◆ Data for this exercise
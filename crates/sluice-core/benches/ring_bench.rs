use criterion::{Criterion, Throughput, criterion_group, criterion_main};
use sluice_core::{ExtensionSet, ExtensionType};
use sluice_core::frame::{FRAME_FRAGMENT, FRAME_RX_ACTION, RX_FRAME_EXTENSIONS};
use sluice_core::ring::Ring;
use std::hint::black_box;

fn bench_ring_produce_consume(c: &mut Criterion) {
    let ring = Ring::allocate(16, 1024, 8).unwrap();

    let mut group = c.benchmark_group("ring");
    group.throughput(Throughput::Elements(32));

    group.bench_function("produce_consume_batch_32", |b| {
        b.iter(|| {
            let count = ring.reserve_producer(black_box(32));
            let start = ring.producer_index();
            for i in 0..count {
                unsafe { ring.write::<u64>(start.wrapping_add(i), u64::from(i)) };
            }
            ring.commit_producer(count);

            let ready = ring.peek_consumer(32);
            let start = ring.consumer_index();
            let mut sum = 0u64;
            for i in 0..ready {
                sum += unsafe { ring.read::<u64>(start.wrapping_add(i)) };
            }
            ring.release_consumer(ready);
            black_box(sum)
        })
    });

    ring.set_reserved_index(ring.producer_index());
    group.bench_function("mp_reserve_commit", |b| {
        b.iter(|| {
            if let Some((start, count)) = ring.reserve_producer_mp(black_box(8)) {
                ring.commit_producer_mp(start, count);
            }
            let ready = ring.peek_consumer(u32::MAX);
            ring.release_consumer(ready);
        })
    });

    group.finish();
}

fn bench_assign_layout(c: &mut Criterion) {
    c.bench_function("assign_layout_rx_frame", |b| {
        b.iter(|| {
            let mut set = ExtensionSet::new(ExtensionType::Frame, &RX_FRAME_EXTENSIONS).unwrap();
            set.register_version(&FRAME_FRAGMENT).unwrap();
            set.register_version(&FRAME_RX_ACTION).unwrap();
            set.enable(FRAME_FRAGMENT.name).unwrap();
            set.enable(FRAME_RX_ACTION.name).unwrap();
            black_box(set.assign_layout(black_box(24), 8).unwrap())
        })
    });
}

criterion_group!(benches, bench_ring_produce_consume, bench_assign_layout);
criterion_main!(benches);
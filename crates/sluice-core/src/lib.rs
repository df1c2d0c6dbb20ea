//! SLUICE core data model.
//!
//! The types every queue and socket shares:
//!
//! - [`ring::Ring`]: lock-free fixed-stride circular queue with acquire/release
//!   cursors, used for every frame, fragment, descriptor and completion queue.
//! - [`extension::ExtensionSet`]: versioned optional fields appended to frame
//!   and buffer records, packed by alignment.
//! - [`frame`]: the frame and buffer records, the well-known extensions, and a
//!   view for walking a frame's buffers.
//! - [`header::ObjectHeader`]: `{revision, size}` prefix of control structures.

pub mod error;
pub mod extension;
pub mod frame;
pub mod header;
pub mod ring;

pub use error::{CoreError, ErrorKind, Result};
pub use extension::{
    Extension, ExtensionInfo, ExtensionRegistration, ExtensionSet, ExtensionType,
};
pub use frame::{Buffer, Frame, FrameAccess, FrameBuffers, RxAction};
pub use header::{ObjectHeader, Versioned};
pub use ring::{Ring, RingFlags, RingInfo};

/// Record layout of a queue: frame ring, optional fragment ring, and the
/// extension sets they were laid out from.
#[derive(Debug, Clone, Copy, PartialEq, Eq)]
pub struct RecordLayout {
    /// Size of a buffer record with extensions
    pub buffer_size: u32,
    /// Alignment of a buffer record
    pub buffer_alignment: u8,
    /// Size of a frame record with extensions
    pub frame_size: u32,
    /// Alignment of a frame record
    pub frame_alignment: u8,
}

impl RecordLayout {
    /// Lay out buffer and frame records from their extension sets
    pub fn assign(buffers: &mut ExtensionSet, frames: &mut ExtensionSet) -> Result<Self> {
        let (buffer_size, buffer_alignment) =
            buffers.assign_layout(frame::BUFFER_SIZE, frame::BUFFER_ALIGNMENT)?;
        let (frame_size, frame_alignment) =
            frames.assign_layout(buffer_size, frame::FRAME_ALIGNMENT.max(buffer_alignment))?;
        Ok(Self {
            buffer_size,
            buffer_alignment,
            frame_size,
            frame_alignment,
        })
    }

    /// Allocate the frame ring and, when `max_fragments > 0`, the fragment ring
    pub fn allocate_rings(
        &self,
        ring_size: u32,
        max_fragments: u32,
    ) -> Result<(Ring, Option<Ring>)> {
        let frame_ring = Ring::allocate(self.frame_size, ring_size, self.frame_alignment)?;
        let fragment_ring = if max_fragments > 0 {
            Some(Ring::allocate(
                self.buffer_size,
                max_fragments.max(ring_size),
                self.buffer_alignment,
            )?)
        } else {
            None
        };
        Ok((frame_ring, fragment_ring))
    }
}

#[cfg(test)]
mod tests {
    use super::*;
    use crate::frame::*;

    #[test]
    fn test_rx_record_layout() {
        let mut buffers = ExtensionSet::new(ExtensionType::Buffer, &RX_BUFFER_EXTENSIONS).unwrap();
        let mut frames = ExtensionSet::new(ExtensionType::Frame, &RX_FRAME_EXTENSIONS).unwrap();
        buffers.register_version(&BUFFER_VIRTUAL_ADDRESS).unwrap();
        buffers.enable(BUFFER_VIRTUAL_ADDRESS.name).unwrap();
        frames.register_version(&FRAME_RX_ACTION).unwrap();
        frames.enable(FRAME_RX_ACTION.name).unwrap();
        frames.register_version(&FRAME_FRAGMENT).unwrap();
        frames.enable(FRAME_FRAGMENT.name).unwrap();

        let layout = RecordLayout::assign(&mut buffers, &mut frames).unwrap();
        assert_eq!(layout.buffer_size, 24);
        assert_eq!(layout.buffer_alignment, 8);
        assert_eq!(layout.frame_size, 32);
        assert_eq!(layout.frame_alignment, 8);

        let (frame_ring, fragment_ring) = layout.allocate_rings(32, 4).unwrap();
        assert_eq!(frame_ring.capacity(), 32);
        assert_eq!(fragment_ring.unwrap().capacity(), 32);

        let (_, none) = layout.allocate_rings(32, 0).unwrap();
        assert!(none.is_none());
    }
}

...

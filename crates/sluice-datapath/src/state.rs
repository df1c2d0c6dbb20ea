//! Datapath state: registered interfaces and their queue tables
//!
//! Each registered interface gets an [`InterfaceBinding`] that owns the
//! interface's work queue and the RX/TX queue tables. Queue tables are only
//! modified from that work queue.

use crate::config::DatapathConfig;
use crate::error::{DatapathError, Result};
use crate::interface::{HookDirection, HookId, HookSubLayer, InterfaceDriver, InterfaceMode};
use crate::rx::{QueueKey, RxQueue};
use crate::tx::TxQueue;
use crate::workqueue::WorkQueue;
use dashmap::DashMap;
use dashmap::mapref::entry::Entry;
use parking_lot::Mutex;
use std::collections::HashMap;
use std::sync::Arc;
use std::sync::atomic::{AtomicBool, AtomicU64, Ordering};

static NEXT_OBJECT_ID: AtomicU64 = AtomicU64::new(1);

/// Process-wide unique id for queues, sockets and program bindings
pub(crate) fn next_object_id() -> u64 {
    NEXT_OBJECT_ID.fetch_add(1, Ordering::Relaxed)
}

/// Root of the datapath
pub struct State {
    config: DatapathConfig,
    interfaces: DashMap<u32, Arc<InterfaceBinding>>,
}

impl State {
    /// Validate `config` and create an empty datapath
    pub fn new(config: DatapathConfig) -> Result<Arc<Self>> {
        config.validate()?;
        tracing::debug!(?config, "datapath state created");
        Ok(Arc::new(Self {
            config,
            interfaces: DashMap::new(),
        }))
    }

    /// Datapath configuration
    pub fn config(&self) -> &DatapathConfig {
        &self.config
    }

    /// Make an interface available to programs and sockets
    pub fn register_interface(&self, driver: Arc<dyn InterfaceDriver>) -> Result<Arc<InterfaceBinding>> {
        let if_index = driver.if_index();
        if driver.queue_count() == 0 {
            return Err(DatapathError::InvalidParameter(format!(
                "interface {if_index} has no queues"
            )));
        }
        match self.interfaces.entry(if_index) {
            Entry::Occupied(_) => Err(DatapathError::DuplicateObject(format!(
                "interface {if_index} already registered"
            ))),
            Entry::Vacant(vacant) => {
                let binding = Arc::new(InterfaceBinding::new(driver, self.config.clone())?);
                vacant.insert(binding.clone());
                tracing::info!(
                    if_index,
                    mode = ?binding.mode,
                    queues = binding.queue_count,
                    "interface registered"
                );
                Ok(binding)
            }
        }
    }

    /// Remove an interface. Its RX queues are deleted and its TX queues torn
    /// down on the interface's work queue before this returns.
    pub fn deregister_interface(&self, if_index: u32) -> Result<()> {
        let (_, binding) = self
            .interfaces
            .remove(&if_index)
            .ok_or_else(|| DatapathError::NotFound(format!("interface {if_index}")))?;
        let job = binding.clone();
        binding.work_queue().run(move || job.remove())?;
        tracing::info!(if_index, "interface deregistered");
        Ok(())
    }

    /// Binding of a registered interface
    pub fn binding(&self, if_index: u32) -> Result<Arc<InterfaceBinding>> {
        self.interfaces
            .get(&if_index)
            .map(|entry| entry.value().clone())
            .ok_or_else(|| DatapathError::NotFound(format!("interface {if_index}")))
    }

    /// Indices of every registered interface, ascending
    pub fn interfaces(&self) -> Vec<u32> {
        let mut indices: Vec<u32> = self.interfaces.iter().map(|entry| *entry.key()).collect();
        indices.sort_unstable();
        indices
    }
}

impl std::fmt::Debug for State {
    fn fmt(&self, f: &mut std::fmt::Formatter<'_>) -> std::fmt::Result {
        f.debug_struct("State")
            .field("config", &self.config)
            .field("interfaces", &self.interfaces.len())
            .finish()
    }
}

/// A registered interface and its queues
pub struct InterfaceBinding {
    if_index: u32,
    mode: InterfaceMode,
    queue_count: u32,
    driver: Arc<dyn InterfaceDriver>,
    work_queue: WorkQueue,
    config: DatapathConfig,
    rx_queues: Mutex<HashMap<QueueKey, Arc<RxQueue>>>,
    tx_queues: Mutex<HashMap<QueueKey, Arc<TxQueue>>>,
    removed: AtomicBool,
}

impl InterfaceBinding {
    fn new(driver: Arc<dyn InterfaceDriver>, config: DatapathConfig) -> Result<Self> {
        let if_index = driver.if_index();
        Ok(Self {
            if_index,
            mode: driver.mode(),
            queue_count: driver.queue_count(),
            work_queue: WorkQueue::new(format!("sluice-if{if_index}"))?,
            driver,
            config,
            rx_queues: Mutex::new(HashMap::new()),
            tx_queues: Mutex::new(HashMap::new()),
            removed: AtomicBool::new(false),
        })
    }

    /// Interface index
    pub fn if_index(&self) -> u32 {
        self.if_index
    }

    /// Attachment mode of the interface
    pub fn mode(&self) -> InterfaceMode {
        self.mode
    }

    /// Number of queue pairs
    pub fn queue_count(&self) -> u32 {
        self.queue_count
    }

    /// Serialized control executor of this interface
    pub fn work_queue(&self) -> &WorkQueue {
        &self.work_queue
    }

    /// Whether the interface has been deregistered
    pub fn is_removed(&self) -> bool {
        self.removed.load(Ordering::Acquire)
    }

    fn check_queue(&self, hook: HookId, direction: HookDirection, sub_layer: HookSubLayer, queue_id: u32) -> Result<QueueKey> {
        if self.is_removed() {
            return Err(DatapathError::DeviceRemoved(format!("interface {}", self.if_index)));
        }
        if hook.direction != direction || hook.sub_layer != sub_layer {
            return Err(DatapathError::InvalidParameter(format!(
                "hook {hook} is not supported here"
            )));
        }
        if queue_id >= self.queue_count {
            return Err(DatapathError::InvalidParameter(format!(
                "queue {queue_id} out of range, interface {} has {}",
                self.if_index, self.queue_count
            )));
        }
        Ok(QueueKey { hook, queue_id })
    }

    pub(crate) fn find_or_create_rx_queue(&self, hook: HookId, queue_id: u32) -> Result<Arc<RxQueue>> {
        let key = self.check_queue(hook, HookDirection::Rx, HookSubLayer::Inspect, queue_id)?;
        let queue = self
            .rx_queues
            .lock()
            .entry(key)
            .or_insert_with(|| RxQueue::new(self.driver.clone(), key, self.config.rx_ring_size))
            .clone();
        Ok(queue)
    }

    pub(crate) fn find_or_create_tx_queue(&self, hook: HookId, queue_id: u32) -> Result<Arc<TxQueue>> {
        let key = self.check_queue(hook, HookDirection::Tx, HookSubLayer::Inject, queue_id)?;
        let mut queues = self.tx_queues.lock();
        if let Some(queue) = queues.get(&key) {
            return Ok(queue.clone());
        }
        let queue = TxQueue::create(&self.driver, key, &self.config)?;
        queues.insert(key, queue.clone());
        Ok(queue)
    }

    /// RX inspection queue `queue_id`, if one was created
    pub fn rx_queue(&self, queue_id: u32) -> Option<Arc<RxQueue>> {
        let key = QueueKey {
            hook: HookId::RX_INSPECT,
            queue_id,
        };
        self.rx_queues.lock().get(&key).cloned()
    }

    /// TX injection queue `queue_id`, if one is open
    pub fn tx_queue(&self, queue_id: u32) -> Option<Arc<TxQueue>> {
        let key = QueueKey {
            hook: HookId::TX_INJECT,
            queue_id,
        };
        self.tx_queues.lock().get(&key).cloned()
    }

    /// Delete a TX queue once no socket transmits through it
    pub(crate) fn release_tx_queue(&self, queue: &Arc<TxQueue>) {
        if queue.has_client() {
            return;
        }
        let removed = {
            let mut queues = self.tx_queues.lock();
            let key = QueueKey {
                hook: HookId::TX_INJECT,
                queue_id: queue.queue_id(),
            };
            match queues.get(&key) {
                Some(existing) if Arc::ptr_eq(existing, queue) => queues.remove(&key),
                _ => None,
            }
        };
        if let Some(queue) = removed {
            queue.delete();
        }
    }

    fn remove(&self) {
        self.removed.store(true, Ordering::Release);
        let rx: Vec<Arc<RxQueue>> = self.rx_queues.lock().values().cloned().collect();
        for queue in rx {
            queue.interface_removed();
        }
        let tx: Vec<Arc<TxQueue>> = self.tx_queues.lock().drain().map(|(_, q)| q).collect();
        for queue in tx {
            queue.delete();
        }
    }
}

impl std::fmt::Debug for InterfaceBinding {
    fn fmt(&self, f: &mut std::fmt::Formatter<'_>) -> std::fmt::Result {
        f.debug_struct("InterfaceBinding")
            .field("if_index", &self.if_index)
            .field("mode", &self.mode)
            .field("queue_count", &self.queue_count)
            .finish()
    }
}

* * *

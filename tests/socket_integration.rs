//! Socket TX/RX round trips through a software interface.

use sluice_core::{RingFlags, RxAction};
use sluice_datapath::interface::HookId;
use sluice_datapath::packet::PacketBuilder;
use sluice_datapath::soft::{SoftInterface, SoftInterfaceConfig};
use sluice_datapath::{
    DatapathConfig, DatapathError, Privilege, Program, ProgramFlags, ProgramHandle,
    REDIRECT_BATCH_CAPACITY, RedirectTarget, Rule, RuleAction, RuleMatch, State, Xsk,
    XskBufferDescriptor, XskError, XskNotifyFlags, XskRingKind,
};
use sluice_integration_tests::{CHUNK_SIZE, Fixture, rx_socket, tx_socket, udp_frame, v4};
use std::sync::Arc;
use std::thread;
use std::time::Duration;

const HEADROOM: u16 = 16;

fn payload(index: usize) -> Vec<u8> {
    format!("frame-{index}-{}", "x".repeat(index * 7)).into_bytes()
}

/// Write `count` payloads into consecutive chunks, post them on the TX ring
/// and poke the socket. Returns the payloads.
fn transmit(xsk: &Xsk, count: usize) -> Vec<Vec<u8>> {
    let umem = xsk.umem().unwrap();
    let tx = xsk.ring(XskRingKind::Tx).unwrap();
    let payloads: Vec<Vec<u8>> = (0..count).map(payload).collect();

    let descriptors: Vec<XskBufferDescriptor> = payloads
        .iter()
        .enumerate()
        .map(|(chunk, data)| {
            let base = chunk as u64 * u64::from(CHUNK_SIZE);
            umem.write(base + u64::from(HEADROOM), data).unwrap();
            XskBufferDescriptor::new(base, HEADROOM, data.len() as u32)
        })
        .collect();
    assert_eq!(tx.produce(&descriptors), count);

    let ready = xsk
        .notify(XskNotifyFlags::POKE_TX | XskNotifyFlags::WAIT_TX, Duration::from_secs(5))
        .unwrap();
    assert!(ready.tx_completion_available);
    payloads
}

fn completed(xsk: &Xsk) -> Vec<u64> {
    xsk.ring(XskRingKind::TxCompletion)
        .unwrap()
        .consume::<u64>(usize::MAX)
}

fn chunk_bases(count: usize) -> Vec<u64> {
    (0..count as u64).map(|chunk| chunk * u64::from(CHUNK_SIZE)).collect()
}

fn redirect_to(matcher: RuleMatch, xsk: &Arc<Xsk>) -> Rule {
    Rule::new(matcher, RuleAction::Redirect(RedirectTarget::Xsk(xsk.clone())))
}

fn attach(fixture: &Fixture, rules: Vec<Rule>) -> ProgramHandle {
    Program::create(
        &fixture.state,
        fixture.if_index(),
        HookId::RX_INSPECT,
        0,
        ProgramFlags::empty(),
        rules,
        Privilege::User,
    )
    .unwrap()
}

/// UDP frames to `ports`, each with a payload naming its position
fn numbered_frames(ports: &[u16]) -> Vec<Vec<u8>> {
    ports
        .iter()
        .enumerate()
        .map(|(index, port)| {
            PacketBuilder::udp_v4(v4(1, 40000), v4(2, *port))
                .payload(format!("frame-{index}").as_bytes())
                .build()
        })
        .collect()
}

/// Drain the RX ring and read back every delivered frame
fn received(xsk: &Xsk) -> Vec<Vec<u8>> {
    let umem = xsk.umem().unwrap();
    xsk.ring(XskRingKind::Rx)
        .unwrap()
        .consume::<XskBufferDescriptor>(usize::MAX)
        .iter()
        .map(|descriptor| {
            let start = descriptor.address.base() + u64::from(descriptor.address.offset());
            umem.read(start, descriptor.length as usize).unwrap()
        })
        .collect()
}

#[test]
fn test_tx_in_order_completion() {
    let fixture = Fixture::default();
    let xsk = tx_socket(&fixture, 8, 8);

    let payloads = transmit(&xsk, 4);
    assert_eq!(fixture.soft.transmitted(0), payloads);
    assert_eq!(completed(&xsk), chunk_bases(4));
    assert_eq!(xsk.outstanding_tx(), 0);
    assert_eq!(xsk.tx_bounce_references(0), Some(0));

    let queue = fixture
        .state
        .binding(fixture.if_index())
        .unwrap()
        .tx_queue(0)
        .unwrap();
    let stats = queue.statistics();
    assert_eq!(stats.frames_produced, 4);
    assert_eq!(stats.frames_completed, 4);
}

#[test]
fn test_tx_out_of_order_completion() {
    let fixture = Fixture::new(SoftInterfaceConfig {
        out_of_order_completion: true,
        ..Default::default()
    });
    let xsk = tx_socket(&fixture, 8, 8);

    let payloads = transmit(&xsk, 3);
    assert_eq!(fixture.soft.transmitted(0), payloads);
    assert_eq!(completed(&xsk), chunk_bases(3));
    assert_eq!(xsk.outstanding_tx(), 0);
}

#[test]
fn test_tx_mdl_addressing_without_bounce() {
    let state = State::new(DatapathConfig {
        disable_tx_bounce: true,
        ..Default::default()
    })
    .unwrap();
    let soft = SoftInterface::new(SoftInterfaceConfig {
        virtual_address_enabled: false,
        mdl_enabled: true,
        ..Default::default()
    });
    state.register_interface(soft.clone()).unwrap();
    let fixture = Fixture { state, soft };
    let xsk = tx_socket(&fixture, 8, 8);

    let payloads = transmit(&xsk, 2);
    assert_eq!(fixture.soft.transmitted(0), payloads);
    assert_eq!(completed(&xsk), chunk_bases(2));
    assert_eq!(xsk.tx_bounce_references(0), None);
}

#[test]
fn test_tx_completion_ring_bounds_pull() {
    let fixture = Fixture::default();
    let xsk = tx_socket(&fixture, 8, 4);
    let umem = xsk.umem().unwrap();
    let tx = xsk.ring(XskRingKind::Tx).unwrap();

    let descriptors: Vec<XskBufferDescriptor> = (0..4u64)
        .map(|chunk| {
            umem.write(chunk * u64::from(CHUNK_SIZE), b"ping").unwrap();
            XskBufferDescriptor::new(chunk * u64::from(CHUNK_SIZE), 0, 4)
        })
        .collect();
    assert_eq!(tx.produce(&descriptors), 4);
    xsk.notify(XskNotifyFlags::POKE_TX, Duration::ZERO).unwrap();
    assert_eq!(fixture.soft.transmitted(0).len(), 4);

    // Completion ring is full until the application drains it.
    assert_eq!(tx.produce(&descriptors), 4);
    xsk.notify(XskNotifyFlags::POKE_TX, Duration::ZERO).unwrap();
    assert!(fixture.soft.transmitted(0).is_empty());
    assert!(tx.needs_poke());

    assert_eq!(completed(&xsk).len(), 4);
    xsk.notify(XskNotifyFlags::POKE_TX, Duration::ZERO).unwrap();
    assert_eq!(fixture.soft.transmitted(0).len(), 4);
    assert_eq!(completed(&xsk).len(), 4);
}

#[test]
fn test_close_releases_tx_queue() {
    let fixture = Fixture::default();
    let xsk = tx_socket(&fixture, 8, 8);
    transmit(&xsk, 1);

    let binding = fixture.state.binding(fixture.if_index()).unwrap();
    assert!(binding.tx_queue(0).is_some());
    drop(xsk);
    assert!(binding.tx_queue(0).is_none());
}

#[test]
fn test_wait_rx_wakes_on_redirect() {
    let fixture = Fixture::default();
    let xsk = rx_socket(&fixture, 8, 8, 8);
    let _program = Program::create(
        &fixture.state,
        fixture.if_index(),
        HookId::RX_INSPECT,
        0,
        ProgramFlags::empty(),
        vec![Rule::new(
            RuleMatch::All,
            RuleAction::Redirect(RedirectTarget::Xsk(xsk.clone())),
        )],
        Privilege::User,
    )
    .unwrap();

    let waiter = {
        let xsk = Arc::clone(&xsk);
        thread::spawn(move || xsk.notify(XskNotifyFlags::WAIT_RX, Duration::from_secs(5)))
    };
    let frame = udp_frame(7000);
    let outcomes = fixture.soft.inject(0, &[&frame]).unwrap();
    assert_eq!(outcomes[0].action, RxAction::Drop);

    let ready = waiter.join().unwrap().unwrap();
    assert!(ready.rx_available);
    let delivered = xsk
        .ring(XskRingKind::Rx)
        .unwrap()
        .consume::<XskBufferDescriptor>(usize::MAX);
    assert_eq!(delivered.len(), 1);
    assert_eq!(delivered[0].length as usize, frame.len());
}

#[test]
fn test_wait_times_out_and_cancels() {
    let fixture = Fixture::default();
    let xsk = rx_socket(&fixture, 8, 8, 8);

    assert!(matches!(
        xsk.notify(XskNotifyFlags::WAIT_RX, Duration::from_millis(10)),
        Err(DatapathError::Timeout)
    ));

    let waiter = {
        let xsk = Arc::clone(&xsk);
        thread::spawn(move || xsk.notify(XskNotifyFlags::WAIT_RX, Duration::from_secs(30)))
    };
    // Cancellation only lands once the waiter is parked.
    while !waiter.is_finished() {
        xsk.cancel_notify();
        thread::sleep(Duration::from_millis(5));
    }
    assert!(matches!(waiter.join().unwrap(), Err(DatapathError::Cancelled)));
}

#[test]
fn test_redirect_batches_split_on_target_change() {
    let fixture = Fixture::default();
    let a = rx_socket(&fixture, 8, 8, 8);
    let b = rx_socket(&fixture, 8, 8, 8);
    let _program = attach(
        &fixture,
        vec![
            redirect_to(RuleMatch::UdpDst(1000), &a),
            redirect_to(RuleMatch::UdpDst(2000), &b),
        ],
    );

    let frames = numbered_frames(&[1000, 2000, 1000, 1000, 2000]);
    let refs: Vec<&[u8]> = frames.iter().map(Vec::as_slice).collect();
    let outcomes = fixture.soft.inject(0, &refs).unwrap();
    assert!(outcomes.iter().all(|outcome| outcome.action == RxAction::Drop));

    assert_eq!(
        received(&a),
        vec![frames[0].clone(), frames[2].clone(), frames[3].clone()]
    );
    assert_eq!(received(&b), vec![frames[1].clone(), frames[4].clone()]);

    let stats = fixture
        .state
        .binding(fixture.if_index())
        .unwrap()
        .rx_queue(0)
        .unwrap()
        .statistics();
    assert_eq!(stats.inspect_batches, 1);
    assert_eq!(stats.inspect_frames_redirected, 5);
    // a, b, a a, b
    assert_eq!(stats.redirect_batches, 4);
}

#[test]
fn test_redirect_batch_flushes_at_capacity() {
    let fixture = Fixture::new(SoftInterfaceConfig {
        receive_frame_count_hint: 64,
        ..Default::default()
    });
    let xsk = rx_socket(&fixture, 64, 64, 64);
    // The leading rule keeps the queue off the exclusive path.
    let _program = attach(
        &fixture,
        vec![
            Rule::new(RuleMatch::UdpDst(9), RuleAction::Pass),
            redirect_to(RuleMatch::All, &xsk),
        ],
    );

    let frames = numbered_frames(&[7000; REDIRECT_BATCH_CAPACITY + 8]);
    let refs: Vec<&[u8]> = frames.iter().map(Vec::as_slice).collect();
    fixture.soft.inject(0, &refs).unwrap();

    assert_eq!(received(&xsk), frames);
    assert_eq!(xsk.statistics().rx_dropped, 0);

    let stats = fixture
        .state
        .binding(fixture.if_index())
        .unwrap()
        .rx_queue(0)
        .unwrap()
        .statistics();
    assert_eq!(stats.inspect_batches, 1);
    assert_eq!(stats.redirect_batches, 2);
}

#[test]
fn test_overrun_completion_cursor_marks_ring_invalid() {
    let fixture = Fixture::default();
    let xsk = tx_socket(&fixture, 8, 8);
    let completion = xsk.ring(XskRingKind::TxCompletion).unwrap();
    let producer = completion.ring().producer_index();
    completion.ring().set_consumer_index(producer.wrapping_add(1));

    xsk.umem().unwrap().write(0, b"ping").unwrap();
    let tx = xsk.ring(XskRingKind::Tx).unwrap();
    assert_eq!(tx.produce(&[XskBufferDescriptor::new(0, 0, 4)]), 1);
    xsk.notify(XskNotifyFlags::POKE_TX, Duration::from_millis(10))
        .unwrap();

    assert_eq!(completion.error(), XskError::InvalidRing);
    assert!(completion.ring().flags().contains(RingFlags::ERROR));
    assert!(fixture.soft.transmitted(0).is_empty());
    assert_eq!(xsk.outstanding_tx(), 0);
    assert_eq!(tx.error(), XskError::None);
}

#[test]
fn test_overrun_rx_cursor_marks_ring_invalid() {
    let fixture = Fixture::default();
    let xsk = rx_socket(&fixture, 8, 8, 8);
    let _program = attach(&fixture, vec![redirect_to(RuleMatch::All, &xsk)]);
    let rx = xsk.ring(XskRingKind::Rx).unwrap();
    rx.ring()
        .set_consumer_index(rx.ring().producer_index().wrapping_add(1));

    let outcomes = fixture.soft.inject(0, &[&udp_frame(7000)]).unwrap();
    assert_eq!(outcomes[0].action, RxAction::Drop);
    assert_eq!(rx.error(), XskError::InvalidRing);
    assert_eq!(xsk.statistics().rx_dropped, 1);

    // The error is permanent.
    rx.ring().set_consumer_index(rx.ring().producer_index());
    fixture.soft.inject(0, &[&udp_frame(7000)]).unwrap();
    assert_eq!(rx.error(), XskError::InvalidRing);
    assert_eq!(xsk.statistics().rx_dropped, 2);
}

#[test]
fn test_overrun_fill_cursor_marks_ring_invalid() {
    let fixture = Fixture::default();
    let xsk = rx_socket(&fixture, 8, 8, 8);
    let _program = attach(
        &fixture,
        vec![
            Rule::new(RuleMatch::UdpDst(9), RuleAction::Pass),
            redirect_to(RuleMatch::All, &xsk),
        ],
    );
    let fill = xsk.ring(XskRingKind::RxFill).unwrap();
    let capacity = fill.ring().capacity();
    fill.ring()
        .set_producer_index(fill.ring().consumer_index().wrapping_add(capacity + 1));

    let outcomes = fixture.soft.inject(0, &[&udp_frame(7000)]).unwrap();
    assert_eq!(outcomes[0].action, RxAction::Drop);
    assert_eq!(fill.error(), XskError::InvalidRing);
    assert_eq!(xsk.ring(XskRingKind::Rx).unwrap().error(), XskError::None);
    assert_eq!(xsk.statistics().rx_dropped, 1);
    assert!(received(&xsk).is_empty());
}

◆ Assignment
Set down precisely the lines above between the line holding "filename crates/sluice-core/benches/ring_bench.rs" and the line holding "for i in 0..count", inclusive, and nothing beyond them.

◆ Your solution
filename crates/sluice-core/benches/ring_bench.rs
use criterion::{Criterion, Throughput, criterion_group, criterion_main};
use sluice_core::{ExtensionSet, ExtensionType};
use sluice_core::frame::{FRAME_FRAGMENT, FRAME_RX_ACTION, RX_FRAME_EXTENSIONS};
use sluice_core::ring::Ring;
use std::hint::black_box;

fn bench_ring_produce_consume(c: &mut Criterion) {
    let ring = Ring::allocate(16, 1024, 8).unwrap();

    let mut group = c.benchmark_group("ring");
    group.throughput(Throughput::Elements(32));

    group.bench_function("produce_consume_batch_32", |b| {
        b.iter(|| {
            let count = ring.reserve_producer(black_box(32));
            let start = ring.producer_index();
            for i in 0..count {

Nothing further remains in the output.